What the laws of emotionality and physics do have in common, however,
is that they are laws of nature; they are something one discovers, not
something one adopts. They are not something you can be for or against,
they are something you understand or do not understand. It is to do
with developing new understanding and new skills; it is to do with
being more able, not nicer. The effect will, however, according to the
picture of the future scenario sketched out in this book, be happier
people. For, on step 5, feelings are not something one has, they are something one does.

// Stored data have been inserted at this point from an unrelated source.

//! Builds the configured [`CallContextStore`] backend.

use std::sync::Arc;

use conduit_core::{BusError, BusResult};
use tracing::info;

use super::{
    CallContextStore, DirectoryConnector, DirectoryContextStore, FileContextStore,
    MemoryContextStore,
};
use crate::config::{ReconnectPolicy, StoreConfig};

/// Opens the store described by `config`.
///
/// The directory backend needs a `connector`; the other backends ignore it.
/// A relational store has its table created before it is returned.
///
/// # Errors
///
/// Returns `BusError::Configuration` if the backend cannot be built from the
/// given inputs, or the backend's own error if opening it fails.
pub async fn open_store(
    config: &StoreConfig,
    reconnect: &ReconnectPolicy,
    connector: Option<Arc<dyn DirectoryConnector>>,
) -> BusResult<Arc<dyn CallContextStore>> {
    let store: Arc<dyn CallContextStore> = match config {
        StoreConfig::Memory => Arc::new(MemoryContextStore::new()),
        StoreConfig::Filesystem { work_dir } => Arc::new(FileContextStore::new(work_dir)),
        #[cfg(feature = "relational")]
        StoreConfig::Relational(relational) => {
            let store = super::SqlContextStore::connect(relational).await?;
            store.initialize().await?;
            Arc::new(store)
        }
        #[cfg(not(feature = "relational"))]
        StoreConfig::Relational(_) => {
            return Err(BusError::configuration(
                "relational call context store requires the `relational` feature",
            ));
        }
        StoreConfig::Directory(directory) => {
            let connector = connector.ok_or_else(|| {
                BusError::configuration("directory call context store needs a directory connector")
            })?;
            Arc::new(DirectoryContextStore::new(
                connector,
                directory.clone(),
                reconnect.clone(),
            ))
        }
    };
    info!(backend = backend_name(config), "opened call context store");
    Ok(store)
}

fn backend_name(config: &StoreConfig) -> &'static str {
    match config {
        StoreConfig::Memory => "memory",
        StoreConfig::Filesystem { .. } => "filesystem",
        StoreConfig::Relational(_) => "relational",
        StoreConfig::Directory(_) => "directory",
    }
}
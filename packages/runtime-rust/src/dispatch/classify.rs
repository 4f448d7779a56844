//! Classification of inbound exchanges into dispatch states.
//!
//! An exchange arrives at this side either as the target of a request, as the
//! callback of a partner operation, or as the answer to an exchange this side
//! initiated. The classification fixes the role and scope stamped into the
//! call context before the command runs.

use conduit_core::{ExchangeRole, Role, Scope};

/// Where an inbound exchange sits in the conversation.
#[derive(Debug, Clone, Copy, PartialEq, Eq, Hash)]
pub enum DispatchState {
    /// Not yet classified.
    New,
    /// Answer to an exchange this side initiated.
    InitiatorResponse,
    /// Request addressed to an operation this side provides.
    ProviderRequest,
    /// Callback invocation of a partner operation this side provides.
    PartnerResponse,
}

impl DispatchState {
    #[must_use]
    pub fn as_str(self) -> &'static str {
        match self {
            Self::New => "new",
            Self::InitiatorResponse => "initiator-response",
            Self::ProviderRequest => "provider-request",
            Self::PartnerResponse => "partner-response",
        }
    }
}

#[derive(Debug, Clone, Copy, PartialEq, Eq)]
pub struct Classification {
    pub role: Role,
    pub scope: Scope,
    pub state: DispatchState,
}

/// Classifies an exchange from this side's role and whether the resolved
/// operation is a partner operation.
///
/// | this side | partner op | role     | scope    | state             |
/// |-----------|------------|----------|----------|-------------------|
/// | provider  | no         | receiver | request  | provider request  |
/// | provider  | yes        | sender   | response | partner response  |
/// | consumer  | any        | sender   | response | initiator response|
#[must_use]
pub fn classify(side: ExchangeRole, partner_operation: bool) -> Classification {
    match (side, partner_operation) {
        (ExchangeRole::Provider, false) => Classification {
            role: Role::Receiver,
            scope: Scope::Request,
            state: DispatchState::ProviderRequest,
        },
        (ExchangeRole::Provider, true) => Classification {
            role: Role::Sender,
            scope: Scope::Response,
            state: DispatchState::PartnerResponse,
        },
        (ExchangeRole::Consumer, _) => Classification {
            role: Role::Sender,
            scope: Scope::Response,
            state: DispatchState::InitiatorResponse,
        },
    }
}

#[cfg(test)]
mod tests {
    use super::*;

    #[test]
    fn provider_request() {
        let c = classify(ExchangeRole::Provider, false);
        assert_eq!(c.role, Role::Receiver);
        assert_eq!(c.scope, Scope::Request);
        assert_eq!(c.state, DispatchState::ProviderRequest);
    }

    #[test]
    fn partner_response() {
        let c = classify(ExchangeRole::Provider, true);
        assert_eq!(c.role, Role::Sender);
        assert_eq!(c.scope, Scope::Response);
        assert_eq!(c.state, DispatchState::PartnerResponse);
    }

    #[test]
    fn initiator_response_ignores_partner_flag() {
        for partner in [false, true] {
            let c = classify(ExchangeRole::Consumer, partner);
            assert_eq!(c.role, Role::Sender);
            assert_eq!(c.scope, Scope::Response);
            assert_eq!(c.state, DispatchState::InitiatorResponse);
        }
    }

    #[test]
    fn classification_never_yields_new() {
        for side in [ExchangeRole::Consumer, ExchangeRole::Provider] {
            for partner in [false, true] {
                assert_ne!(classify(side, partner).state, DispatchState::New);
            }
        }
    }
}
//! In-process loopback [`Transport`].
//!
//! [`LocalTransport::pair`] returns two connected ends. An exchange sent from
//! one end is delivered to the other with its role flipped, so each side sees
//! itself as consumer or provider of the same exchange. Answers to a
//! `send_sync` go straight back to the waiting caller instead of the inbox.

use std::sync::Arc;
use std::time::Duration;

use async_trait::async_trait;
use conduit_core::{BusError, BusResult, Exchange, ExchangeId};
use dashmap::DashMap;
use tokio::sync::{mpsc, oneshot, Mutex};
use tracing::{debug, trace};

use crate::traits::Transport;

struct Endpoint {
    name: String,
    inbox: mpsc::UnboundedSender<Exchange>,
    waiters: DashMap<ExchangeId, oneshot::Sender<Exchange>>,
}

impl Endpoint {
    fn deliver(&self, mut exchange: Exchange) -> BusResult<()> {
        exchange.set_role(exchange.role().peer());
        let exchange = match self.waiters.remove(exchange.id()) {
            Some((_, waiter)) => match waiter.send(exchange) {
                Ok(()) => return Ok(()),
                // The caller stopped waiting; fall back to the inbox.
                Err(exchange) => exchange,
            },
            None => exchange,
        };
        trace!(endpoint = %self.name, exchange = %exchange.id(), "delivered exchange");
        self.inbox.send(exchange).map_err(|_| {
            BusError::communication(format!("local endpoint {} is closed", self.name))
        })
    }
}

pub struct LocalTransport {
    local: Arc<Endpoint>,
    peer: Arc<Endpoint>,
    inbox: Mutex<mpsc::UnboundedReceiver<Exchange>>,
}

impl LocalTransport {
    /// Creates two connected ends named `a` and `b`.
    #[must_use]
    pub fn pair(a: &str, b: &str) -> (Arc<Self>, Arc<Self>) {
        let (a_tx, a_rx) = mpsc::unbounded_channel();
        let (b_tx, b_rx) = mpsc::unbounded_channel();
        let a_end = Arc::new(Endpoint {
            name: a.to_string(),
            inbox: a_tx,
            waiters: DashMap::new(),
        });
        let b_end = Arc::new(Endpoint {
            name: b.to_string(),
            inbox: b_tx,
            waiters: DashMap::new(),
        });
        (
            Arc::new(Self {
                local: Arc::clone(&a_end),
                peer: Arc::clone(&b_end),
                inbox: Mutex::new(a_rx),
            }),
            Arc::new(Self {
                local: b_end,
                peer: a_end,
                inbox: Mutex::new(b_rx),
            }),
        )
    }

    #[must_use]
    pub fn name(&self) -> &str {
        &self.local.name
    }
}

#[async_trait]
impl Transport for LocalTransport {
    async fn accept(&self, timeout: Duration) -> BusResult<Option<Exchange>> {
        let mut inbox = self.inbox.lock().await;
        match tokio::time::timeout(timeout, inbox.recv()).await {
            Ok(received) => Ok(received),
            Err(_elapsed) => Ok(None),
        }
    }

    async fn send(&self, exchange: Exchange) -> BusResult<()> {
        self.peer.deliver(exchange)
    }

    async fn send_sync(
        &self,
        exchange: Exchange,
        timeout: Option<Duration>,
    ) -> BusResult<Option<Exchange>> {
        let id = exchange.id().clone();
        let (tx, rx) = oneshot::channel();
        self.local.waiters.insert(id.clone(), tx);

        if let Err(e) = self.peer.deliver(exchange) {
            self.local.waiters.remove(&id);
            return Err(e);
        }

        let answer = match timeout {
            Some(limit) => match tokio::time::timeout(limit, rx).await {
                Ok(answer) => answer.ok(),
                Err(_elapsed) => None,
            },
            None => rx.await.ok(),
        };
        if answer.is_none() {
            self.local.waiters.remove(&id);
            debug!(endpoint = %self.local.name, exchange = %id, "synchronous send unanswered");
        }
        Ok(answer)
    }
}

#[cfg(test)]
mod tests {
    use conduit_core::{
        Content, ExchangePattern, ExchangeRole, NormalizedMessage, OperationDescription,
        Participant, QName, Transport as Via, IN, OUT,
    };

    use super::*;
    use crate::catalog::StaticCatalog;
    use crate::channel::testing::wait_until;
    use crate::channel::{ChannelListener, ChannelSender};
    use crate::config::{ListenerConfig, PoolConfig, SenderConfig};
    use crate::dispatch::{
        command_fn, CommandRegistry, CommandRequest, CommandResponse, ExchangeDispatcher,
    };
    use crate::invoke::{
        OperationCache, OperationProxy, ResilienceController, ServiceTarget, SingleTryController,
    };
    use crate::mapping::HeaderProjection;

    fn listening(
        end: Arc<LocalTransport>,
        sender: &Arc<ChannelSender>,
        catalog: &Arc<StaticCatalog>,
        commands: CommandRegistry,
    ) -> ChannelListener {
        let dispatcher = ExchangeDispatcher::new(
            Arc::clone(sender),
            catalog.clone(),
            Arc::new(HeaderProjection),
            catalog.clone(),
            catalog.clone(),
            Arc::new(commands),
        );
        ChannelListener::new(
            end,
            Arc::clone(sender),
            Arc::new(dispatcher),
            ListenerConfig {
                accept_timeout_ms: 20,
                idle_sleep_ms: 1,
                drain_timeout_ms: 1_000,
                pool: PoolConfig {
                    min_workers: 1,
                    max_workers: 4,
                    keep_alive_ms: 1_000,
                },
            },
        )
    }

    fn sender_on(end: &Arc<LocalTransport>) -> Arc<ChannelSender> {
        Arc::new(ChannelSender::new(
            end.clone(),
            Arc::new(HeaderProjection),
            SenderConfig::default(),
        ))
    }

    #[tokio::test]
    async fn delivers_with_flipped_role() {
        let (consumer, provider) = LocalTransport::pair("consumer", "provider");
        let exchange = Exchange::new(ExchangePattern::InOnly);
        let id = exchange.id().clone();
        consumer.send(exchange).await.unwrap();

        let received = provider
            .accept(Duration::from_millis(100))
            .await
            .unwrap()
            .unwrap();
        assert_eq!(received.id(), &id);
        assert_eq!(received.role(), ExchangeRole::Provider);
    }

    #[tokio::test]
    async fn idle_accept_returns_none() {
        let (a, _b) = LocalTransport::pair("a", "b");
        assert!(a.accept(Duration::from_millis(10)).await.unwrap().is_none());
    }

    #[tokio::test]
    async fn answer_reaches_sync_waiter_not_inbox() {
        let (consumer, provider) = LocalTransport::pair("consumer", "provider");
        let answering = {
            let provider = Arc::clone(&provider);
            tokio::spawn(async move {
                let mut request = provider
                    .accept(Duration::from_secs(1))
                    .await
                    .unwrap()
                    .unwrap();
                request.properties.insert("answered".into(), "yes".into());
                provider.send(request).await.unwrap();
            })
        };

        let answer = consumer
            .send_sync(Exchange::new(ExchangePattern::InOut), Some(Duration::from_secs(1)))
            .await
            .unwrap()
            .unwrap();
        answering.await.unwrap();

        assert_eq!(answer.role(), ExchangeRole::Consumer);
        assert_eq!(answer.properties.get("answered").map(String::as_str), Some("yes"));
        assert!(consumer.accept(Duration::from_millis(10)).await.unwrap().is_none());
    }

    #[tokio::test]
    async fn loopback_invocation_end_to_end() {
        let service = QName::new("urn:acme", "Billing");
        let pay = QName::new("urn:acme", "pay");
        let catalog = Arc::new(StaticCatalog::new().with_operation(
            service.clone(),
            OperationDescription::new(pay.clone(), ExchangePattern::InOut),
        ));
        let commands = CommandRegistry::new().with(pay.clone(), |_, _| {
            command_fn(|mut req: CommandRequest| async move {
                let echoed = req
                    .exchange
                    .message(IN)
                    .map_or(Content::Unsupported("missing".into()), |m| m.content.clone());
                req.exchange.set_message(OUT, NormalizedMessage::new(echoed));
                Ok(CommandResponse::reply(req.exchange))
            })
        });

        let (consumer_end, provider_end) = LocalTransport::pair("consumer", "provider");
        let provider_sender = sender_on(&provider_end);
        let listener = listening(provider_end, &provider_sender, &catalog, commands);
        listener.start().unwrap();

        let proxy = OperationProxy::new(sender_on(&consumer_end), Arc::new(HeaderProjection));
        let controller =
            SingleTryController::new(catalog.clone(), catalog, OperationCache::new(), 2_000)
                .with_participant(Participant::new("acme-shop", Via::Local));

        let reply = proxy
            .invoke_in_out(
                &controller,
                &[ServiceTarget::service(service)],
                &pay,
                Content::Tree(serde_json::json!({"amount": 10})),
            )
            .await
            .unwrap();

        let echoed = match &reply.message.content {
            Content::Stream(bytes) => Content::stream_to_tree(bytes).unwrap(),
            other => panic!("unexpected reply content {other:?}"),
        };
        assert_eq!(echoed, serde_json::json!({"amount": 10}));
        assert_eq!(reply.context.operation.as_deref(), Some("pay"));

        // The consumer's completion reaches the provider and clears its journal.
        let id = ExchangeId(reply.context.exchange_id.clone().unwrap());
        wait_until(|| provider_sender.sent_participant(&id).is_none()).await;
        listener.stop().await;
    }

    #[tokio::test]
    async fn async_in_out_conversation_leaves_no_journal_entries() {
        let service = QName::new("urn:acme", "Billing");
        let pay = QName::new("urn:acme", "pay");
        let catalog = Arc::new(StaticCatalog::new().with_operation(
            service.clone(),
            OperationDescription::new(pay.clone(), ExchangePattern::InOut),
        ));
        let provider_commands = CommandRegistry::new().with(pay.clone(), |_, _| {
            command_fn(|mut req: CommandRequest| async move {
                req.exchange.set_message(
                    OUT,
                    NormalizedMessage::new(Content::Tree(serde_json::json!({"paid": true}))),
                );
                Ok(CommandResponse::reply(req.exchange))
            })
        });
        let answers = Arc::new(std::sync::atomic::AtomicUsize::new(0));
        let seen = Arc::clone(&answers);
        let consumer_commands = CommandRegistry::new().with(pay.clone(), move |_, _| {
            let seen = Arc::clone(&seen);
            command_fn(move |req: CommandRequest| {
                let seen = Arc::clone(&seen);
                async move {
                    seen.fetch_add(1, std::sync::atomic::Ordering::SeqCst);
                    Ok(CommandResponse::complete(req.exchange))
                }
            })
        });

        let (consumer_end, provider_end) = LocalTransport::pair("consumer", "provider");
        let consumer_sender = sender_on(&consumer_end);
        let provider_sender = sender_on(&provider_end);
        let consumer = listening(consumer_end, &consumer_sender, &catalog, consumer_commands);
        let provider = listening(provider_end, &provider_sender, &catalog, provider_commands);
        consumer.start().unwrap();
        provider.start().unwrap();

        let controller =
            SingleTryController::new(catalog.clone(), catalog.clone(), OperationCache::new(), 0)
                .with_participant(Participant::new("shop", Via::Local));
        let mut exchange = controller
            .create_in_out_exchange(&[ServiceTarget::service(service)], &pay)
            .unwrap()
            .unwrap()
            .exchange;
        exchange.set_message(
            IN,
            NormalizedMessage::new(Content::Tree(serde_json::json!({"amount": 3}))),
        );
        let id = exchange.id().clone();
        consumer_sender.send(exchange).await.unwrap();
        assert_eq!(
            consumer_sender.sent_participant(&id).map(|p| p.unified_id),
            Some("shop".to_string())
        );

        wait_until(|| answers.load(std::sync::atomic::Ordering::SeqCst) == 1).await;
        wait_until(|| {
            consumer_sender.sent_participant(&id).is_none()
                && provider_sender.sent_participant(&id).is_none()
        })
        .await;

        consumer.stop().await;
        provider.stop().await;
    }

    #[tokio::test]
    async fn sync_send_times_out_without_answer() {
        let (consumer, _provider) = LocalTransport::pair("consumer", "provider");
        let answer = consumer
            .send_sync(Exchange::new(ExchangePattern::InOut), Some(Duration::from_millis(20)))
            .await
            .unwrap();
        assert!(answer.is_none());
    }
}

The 1st law of emotionalityThe first law of emotionality may be formulated as follows:
You can yourself create as much emotional matter and
activate as much emotional energy as you wish. The more emotional
energy you give away, the more you get..
The more you give, the more you get that is a major property
of the emotional, in sharp contrast to the physical. It is most clearly
demonstrated in relation to the material aspect. If you have 10 liters
of petrol and give away 5, you have only 5 left. Or you can convert the
5 liters to energy: you drive your car 50-60 kilometers and have only
half left of the 10 liters you started with. However, for emotional
matter, in the dream world, this inherent orderliness is not valid. You
are completely at liberty to create all you want. There are limits of
course as to how interesting this dream matter is but the emotional
energy, on the other hand, is very interesting indeed. The point is we
have unlimited access to emotional energy!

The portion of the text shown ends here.